Эту тоску и отупение духа он видел и у других офицеров. Когда до сигнала к атаке осталось только два часа, это смертное томление стало уже невыносимым, и тогда кто-то предложил в блиндаже, предложил побледневший, холодный и чужой:
— Господа, а не сыграть ли нам в преферанс?
Многие даже головы не повернули к инициатору, но четверка согласилась, и на шатком, из шершавых досок примостке, кажется впервые за всю кампанию изменив обычной на фронте азартной игре, занялись преферансом. Играли сурово, спокойно, с расчетом, говорили после сочного раздумья:
— Я воздержусь.
— Рискну на одну взятку.
— Пас.
И Алеша играл и удивлялся только одному: как технически совершенно устроен человек. В душе у него невыносимой судорожной изжогой стояла тоска, а какая-то часть его личности по очень тонкой линии раздела все-таки отделилась и играла в преферанс, рассматривала в руках десять карт, соображала, что под играющего нужно ходить с маленькой, что ход с бубен может отыграть у противника короля. Со стороны могло показаться, что преферанс — это почти героизм, великое усилие души, а на самом деле это был распад личности, предсмертное тихое ее гниение. Прибежал перепуганный и фактически умирающий вестовой и прохрипел:
— Ваше сокродие, сигнал!.. Через пять минут…

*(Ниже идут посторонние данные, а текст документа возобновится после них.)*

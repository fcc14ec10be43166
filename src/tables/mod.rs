use serde::{Deserialize, Serialize};
use std::fmt;
use std::str::FromStr;
use thiserror::Error;

/// Closed set of backend tables this crate reads and watches.
///
/// Table access is always routed through this enum rather than raw strings,
/// so an unknown table name is a compile error at call sites and a parse
/// error at the change-feed boundary.
#[derive(Debug, Clone, Copy, PartialEq, Eq, Hash, Serialize, Deserialize)]
#[serde(rename_all = "snake_case")]
pub enum Table {
    Clients,
    MeetingRequests,
    VvipServiceRequests,
    JobPostings,
    CareerApplications,
    InventoryItems,
    StaffMembers,
    GalleryPhotos,
    EmailNotifications,
}

/// Every known table, in a stable order (used by full-snapshot exports).
pub const ALL_TABLES: &[Table] = &[
    Table::Clients,
    Table::MeetingRequests,
    Table::VvipServiceRequests,
    Table::JobPostings,
    Table::CareerApplications,
    Table::InventoryItems,
    Table::StaffMembers,
    Table::GalleryPhotos,
    Table::EmailNotifications,
];

impl Table {
    /// Backend table name as it appears in SQL and change notifications.
    pub fn as_str(&self) -> &'static str {
        match self {
            Table::Clients => "clients",
            Table::MeetingRequests => "meeting_requests",
            Table::VvipServiceRequests => "vvip_service_requests",
            Table::JobPostings => "job_postings",
            Table::CareerApplications => "career_applications",
            Table::InventoryItems => "inventory_items",
            Table::StaffMembers => "staff_members",
            Table::GalleryPhotos => "gallery_photos",
            Table::EmailNotifications => "email_notifications",
        }
    }
}

#[derive(Debug, Error)]
#[error("Unknown table: {0}")]
pub struct UnknownTable(pub String);

impl FromStr for Table {
    type Err = UnknownTable;

    fn from_str(s: &str) -> Result<Self, Self::Err> {
        ALL_TABLES
            .iter()
            .copied()
            .find(|t| t.as_str() == s)
            .ok_or_else(|| UnknownTable(s.to_string()))
    }
}

impl fmt::Display for Table {
    fn fmt(&self, f: &mut fmt::Formatter<'_>) -> fmt::Result {
        f.write_str(self.as_str())
    }
}

#[cfg(test)]
mod tests {
    use super::*;

    #[test]
    fn round_trips_every_table_name() {
        for &table in ALL_TABLES {
            assert_eq!(table.as_str().parse::<Table>().unwrap(), table);
        }
    }

    #[test]
    fn rejects_unknown_table_names() {
        assert!("users; DROP TABLE users".parse::<Table>().is_err());
        assert!("bookings".parse::<Table>().is_err());
        assert!("".parse::<Table>().is_err());
    }

    #[test]
    fn serde_form_matches_backend_name() {
        let v = serde_json::to_value(Table::VvipServiceRequests).unwrap();
        assert_eq!(v, serde_json::json!("vvip_service_requests"));
    }
}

Штабс-капитан не спеша смешал карты и взял огрызок карандаша:
— Кончить не успеем. Разделим пульку… Сколько у вас на меня, прапорщик? Сто двадцать четыре? Так… Значит, у меня с вами плюс восемьдесят.
И другие офицеры просчитали свои висты, быстрыми прыжками карандаша поставили цифры, взяли их в кружочки. Потом лихорадочными движениями достали кошельки и бросили на стол мелочь. Засовывая кошельки в карманы, побежали к выходу — умирать. Перемахнули через три ступеньки входа, словно они и в самом деле еще жили, словно они еще о чем-нибудь думали и что-то ощущали.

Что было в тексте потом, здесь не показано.